◆ LISTED ENTRIES:

====

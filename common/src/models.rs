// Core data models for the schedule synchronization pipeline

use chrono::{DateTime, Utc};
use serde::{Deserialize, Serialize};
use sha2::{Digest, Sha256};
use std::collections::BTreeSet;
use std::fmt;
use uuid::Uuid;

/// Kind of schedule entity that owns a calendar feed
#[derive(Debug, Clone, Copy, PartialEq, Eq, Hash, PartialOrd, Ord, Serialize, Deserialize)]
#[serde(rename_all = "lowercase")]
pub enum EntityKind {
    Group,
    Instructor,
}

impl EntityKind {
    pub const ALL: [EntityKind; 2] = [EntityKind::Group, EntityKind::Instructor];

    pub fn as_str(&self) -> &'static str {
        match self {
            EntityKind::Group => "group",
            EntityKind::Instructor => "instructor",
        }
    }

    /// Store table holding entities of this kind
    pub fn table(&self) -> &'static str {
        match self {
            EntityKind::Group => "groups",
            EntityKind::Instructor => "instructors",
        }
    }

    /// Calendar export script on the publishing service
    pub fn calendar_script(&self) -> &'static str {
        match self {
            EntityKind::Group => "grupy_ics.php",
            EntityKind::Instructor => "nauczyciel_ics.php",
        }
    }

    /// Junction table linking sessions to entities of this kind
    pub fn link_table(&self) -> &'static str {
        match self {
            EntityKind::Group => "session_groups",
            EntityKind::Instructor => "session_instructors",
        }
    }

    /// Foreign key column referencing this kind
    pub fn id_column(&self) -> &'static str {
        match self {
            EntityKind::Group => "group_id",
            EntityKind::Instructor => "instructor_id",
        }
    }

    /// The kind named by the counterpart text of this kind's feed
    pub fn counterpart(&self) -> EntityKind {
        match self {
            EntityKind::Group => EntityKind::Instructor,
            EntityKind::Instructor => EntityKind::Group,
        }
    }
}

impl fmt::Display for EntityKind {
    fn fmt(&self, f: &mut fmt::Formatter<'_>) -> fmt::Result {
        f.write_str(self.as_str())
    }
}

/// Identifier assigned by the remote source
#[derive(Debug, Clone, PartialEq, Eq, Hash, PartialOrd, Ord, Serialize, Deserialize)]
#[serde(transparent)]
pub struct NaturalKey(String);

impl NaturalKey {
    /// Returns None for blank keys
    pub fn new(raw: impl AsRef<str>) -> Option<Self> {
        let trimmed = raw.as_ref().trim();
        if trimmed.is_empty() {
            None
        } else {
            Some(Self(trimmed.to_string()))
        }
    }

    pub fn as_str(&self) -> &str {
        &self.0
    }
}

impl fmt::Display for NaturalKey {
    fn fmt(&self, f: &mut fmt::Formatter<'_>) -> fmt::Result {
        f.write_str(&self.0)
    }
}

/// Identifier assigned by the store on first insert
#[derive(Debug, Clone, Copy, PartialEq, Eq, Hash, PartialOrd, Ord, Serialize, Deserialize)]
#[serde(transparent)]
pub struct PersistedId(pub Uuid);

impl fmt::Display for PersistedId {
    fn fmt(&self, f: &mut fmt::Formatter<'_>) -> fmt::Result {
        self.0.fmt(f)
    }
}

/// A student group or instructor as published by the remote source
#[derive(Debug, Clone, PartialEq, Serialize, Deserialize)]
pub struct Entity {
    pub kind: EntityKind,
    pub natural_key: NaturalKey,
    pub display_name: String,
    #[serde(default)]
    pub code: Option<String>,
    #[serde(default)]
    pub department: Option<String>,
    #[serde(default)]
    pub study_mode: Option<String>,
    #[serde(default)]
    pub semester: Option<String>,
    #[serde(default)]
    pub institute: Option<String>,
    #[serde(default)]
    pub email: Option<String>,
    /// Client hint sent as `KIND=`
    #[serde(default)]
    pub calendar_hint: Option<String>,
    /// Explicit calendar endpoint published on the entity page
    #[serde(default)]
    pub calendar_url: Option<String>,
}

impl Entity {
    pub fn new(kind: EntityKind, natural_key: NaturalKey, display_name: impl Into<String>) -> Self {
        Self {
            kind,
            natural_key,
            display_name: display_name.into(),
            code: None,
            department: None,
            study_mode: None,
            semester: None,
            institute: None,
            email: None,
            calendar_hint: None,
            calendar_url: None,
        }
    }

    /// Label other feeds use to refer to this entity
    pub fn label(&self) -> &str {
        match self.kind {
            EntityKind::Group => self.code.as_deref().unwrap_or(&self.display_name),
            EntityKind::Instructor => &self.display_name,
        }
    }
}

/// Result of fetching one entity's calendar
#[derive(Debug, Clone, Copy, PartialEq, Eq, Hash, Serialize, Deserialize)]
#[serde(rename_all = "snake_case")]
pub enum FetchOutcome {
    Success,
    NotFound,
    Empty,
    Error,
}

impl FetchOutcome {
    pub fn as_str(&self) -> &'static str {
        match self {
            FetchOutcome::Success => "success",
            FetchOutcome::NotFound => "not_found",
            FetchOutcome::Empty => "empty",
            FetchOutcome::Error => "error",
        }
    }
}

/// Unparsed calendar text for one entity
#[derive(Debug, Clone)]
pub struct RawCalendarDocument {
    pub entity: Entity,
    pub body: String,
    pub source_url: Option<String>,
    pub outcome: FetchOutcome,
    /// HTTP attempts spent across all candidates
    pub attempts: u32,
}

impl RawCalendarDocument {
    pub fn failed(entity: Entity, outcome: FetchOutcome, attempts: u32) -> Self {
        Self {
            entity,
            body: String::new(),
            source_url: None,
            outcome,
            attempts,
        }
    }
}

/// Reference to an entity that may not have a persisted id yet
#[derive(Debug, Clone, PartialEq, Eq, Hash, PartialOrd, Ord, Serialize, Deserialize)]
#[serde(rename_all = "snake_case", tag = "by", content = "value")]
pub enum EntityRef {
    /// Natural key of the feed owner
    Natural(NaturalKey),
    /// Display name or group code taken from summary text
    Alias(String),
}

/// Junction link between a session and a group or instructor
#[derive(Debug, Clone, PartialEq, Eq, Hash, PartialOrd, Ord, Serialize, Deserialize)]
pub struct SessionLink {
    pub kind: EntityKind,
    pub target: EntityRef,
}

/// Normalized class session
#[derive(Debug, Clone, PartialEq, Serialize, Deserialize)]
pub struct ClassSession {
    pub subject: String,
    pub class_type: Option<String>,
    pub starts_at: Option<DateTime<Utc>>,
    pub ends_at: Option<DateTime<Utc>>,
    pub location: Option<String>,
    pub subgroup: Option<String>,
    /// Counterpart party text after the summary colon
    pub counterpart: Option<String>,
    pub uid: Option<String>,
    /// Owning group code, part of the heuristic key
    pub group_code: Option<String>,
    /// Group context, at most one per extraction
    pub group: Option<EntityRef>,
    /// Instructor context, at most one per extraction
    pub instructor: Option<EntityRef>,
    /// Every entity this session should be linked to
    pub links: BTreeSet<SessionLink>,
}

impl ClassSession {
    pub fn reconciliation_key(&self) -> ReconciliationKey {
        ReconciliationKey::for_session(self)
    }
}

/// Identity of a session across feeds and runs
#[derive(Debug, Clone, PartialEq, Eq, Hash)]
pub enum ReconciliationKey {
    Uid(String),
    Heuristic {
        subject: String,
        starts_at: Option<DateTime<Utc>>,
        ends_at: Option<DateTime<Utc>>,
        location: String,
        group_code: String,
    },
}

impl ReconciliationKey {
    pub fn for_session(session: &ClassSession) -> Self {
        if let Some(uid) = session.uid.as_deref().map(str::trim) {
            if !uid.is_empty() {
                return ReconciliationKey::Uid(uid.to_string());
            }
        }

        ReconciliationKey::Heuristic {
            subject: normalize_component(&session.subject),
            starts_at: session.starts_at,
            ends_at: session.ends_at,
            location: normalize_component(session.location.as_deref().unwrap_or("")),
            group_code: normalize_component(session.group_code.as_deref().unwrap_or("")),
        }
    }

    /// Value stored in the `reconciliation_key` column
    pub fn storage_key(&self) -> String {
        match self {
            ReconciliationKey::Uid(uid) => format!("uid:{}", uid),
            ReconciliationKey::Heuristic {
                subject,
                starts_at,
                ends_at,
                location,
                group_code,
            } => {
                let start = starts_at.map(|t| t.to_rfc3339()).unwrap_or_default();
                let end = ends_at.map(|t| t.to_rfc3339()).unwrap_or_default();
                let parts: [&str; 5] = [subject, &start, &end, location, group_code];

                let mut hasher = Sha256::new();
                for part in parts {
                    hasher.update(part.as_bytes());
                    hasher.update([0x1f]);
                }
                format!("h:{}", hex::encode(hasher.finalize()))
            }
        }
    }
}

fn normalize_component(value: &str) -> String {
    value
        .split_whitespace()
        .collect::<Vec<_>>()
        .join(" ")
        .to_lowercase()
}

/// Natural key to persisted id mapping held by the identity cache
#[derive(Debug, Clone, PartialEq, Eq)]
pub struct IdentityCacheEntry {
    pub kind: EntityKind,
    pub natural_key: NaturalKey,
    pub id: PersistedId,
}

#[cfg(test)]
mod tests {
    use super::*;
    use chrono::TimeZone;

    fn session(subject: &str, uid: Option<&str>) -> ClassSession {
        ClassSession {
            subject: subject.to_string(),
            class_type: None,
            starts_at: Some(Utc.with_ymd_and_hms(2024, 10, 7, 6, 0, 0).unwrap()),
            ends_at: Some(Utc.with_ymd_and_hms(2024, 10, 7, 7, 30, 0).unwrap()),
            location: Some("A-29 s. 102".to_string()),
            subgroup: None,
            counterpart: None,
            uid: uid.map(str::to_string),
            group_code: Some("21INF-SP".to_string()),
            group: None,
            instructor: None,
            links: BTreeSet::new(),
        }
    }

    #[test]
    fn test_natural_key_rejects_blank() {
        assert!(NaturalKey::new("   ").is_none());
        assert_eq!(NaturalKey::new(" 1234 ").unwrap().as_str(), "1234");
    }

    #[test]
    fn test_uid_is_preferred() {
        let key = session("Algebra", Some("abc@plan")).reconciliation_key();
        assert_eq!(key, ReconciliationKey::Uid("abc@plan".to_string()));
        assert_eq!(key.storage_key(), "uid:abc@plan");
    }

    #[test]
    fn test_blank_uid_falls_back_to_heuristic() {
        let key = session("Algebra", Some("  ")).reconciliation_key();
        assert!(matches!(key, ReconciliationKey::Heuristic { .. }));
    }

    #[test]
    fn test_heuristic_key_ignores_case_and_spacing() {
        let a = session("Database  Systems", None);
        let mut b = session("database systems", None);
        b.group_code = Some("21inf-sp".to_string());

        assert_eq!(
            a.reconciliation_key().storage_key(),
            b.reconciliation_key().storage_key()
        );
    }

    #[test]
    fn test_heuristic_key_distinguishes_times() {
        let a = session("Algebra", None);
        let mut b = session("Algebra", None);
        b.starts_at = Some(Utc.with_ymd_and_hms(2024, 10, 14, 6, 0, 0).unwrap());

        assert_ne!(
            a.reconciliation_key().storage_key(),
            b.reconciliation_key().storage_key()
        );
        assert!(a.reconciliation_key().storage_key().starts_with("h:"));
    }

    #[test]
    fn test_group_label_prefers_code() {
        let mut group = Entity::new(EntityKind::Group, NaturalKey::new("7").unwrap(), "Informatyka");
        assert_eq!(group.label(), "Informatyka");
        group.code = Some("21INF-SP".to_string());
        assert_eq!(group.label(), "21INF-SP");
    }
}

====

◆ TASK OBJECTIVE:
Show the lines of the records that contain the word "entities".

◆ ANSWER SECTION:
    /// Store table holding entities of this kind
    /// Junction table linking sessions to entities of this kind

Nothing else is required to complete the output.